Injectivity decline with damage factor in days

Fig. 24
figure 24

Injectivity decline with time for different damage factors

Conclusion

An improved internal filtration model incorporating the effect of adsorption kinetics, geochemical reaction and hydrodynamics, well hydraulics and aquifer integrity residual oil mobility and correction for well completion geometry and rock mechanics formation damage coefficient introduced as \(R_{\text{AT}}\) variables that highlights the contribution of the combination of well geometry, leak off, geochemical reaction, filtration parameters, well hydraulics and rock mechanics and other hydraulic parameters effects factors. The model injectivity and fracturing was solved using the finite element method simulated in COMSOL Multiphysics Software. To simulate the model, well-known implicit finite difference discretization scheme was employed to the improvements in advection–dispersion–geochemical reaction process incorporating the variable \(R_{\text{AT}}\) in a dimensionless time constants.

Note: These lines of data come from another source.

use crate::config::EditorConfig;
use crate::editor::{Editor, EditorSettings};
use crate::input::InputHandler;
use crate::panels;

/// What survives a restart. Everything else is rebuilt.
#[derive(serde::Deserialize, serde::Serialize, Debug, Default)]
#[serde(default)] // if we add new fields, give them default values when deserializing old state
struct PersistedState {
    settings: EditorSettings,
    file_path: String,
}

/// Message shown in a modal window until dismissed
#[derive(Debug, Clone)]
pub(crate) struct Notice {
    pub(crate) title: &'static str,
    pub(crate) message: String,
}

pub struct DrawShapesApp {
    pub(crate) editor: Editor,
    pub(crate) input: InputHandler,
    /// Scene file used by Load and Save
    pub(crate) file_path: String,
    pub(crate) notice: Option<Notice>,
}

impl DrawShapesApp {
    /// Called once before the first frame.
    pub fn new(cc: &eframe::CreationContext<'_>, config: EditorConfig) -> Self {
        let state: PersistedState = cc
            .storage
            .and_then(|storage| eframe::get_value(storage, eframe::APP_KEY))
            .unwrap_or_default();

        Self {
            editor: Editor::new(config).with_settings(state.settings),
            input: InputHandler::new(),
            file_path: state.file_path,
            notice: None,
        }
    }

    pub fn editor(&self) -> &Editor {
        &self.editor
    }

    pub(crate) fn load(&mut self) {
        if let Err(e) = self.editor.load(&self.file_path) {
            self.notice = Some(Notice {
                title: "Load Error",
                message: format!("Error loading file: {}", e),
            });
        }
    }

    pub(crate) fn save(&mut self) {
        if let Err(e) = self.editor.save(&self.file_path) {
            self.notice = Some(Notice {
                title: "Save Error",
                message: format!("Error saving file: {}", e),
            });
        }
    }

    pub(crate) fn undo(&mut self) {
        if !self.editor.undo() {
            self.notice = Some(Notice {
                title: "Undo",
                message: "Nothing to undo".to_owned(),
            });
        }
    }

    fn show_notice(&mut self, ctx: &egui::Context) {
        let Some(notice) = &self.notice else {
            return;
        };
        let mut open = true;
        egui::Window::new(notice.title)
            .collapsible(false)
            .resizable(false)
            .anchor(egui::Align2::CENTER_CENTER, egui::Vec2::ZERO)
            .show(ctx, |ui| {
                ui.label(&notice.message);
                if ui.button("OK").clicked() {
                    open = false;
                }
            });
        if !open {
            self.notice = None;
        }
    }
}

impl eframe::App for DrawShapesApp {
    /// Called by the frame work to save state before shutdown.
    fn save(&mut self, storage: &mut dyn eframe::Storage) {
        let state = PersistedState {
            settings: self.editor.settings.clone(),
            file_path: self.file_path.clone(),
        };
        eframe::set_value(storage, eframe::APP_KEY, &state);
    }

    /// Called each time the UI needs repainting, which may be many times per second.
    fn update(&mut self, ctx: &egui::Context, _frame: &mut eframe::Frame) {
        if ctx.input_mut(|i| i.consume_key(egui::Modifiers::COMMAND, egui::Key::S)) {
            self.save();
        }
        if ctx.input_mut(|i| i.consume_key(egui::Modifiers::COMMAND, egui::Key::O)) {
            self.load();
        }

        panels::menu_bar(self, ctx);
        panels::central_panel(self, ctx);
        self.show_notice(ctx);
    }
}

The attendant banded linear systems of equations were solved in MATHLAB environment using decomposition approach. Using preliminary field data obtained from re-injection sites in the Injection Field Project, our simulation showed that permeability decline is exponential function in time of \(R_{\text{AT}}\) factors signifying of aquifer integrity, rock mechanics properties, thermal stress, particle to grain ratio, retention kinetics, filtration parameters, well hydraulics, and produced water quality in R AT function alters permeability damage, fracturing, cake formation and injectivity decline in an improved robust improved internal filtration—hydraulic model. However, at a specific length in the aquifer, the concentration profile of the active specie follows an exponential distribution in time. Meanwhile, injectivity decline decreases exponentially with radial distance in the aquifer. Clearly, injectivity decline is a function of fracturing mechanics for injector performance and cake deposition resulting in permeability damage g from an adsorption coupled filtration scheme. In this regard, it is established that the transition time t r to cake nucleation and growth is a consequence aquifer capacity, filtration coefficients particle and grain size diameters and more importantly adsorption kinetics and produced water quality.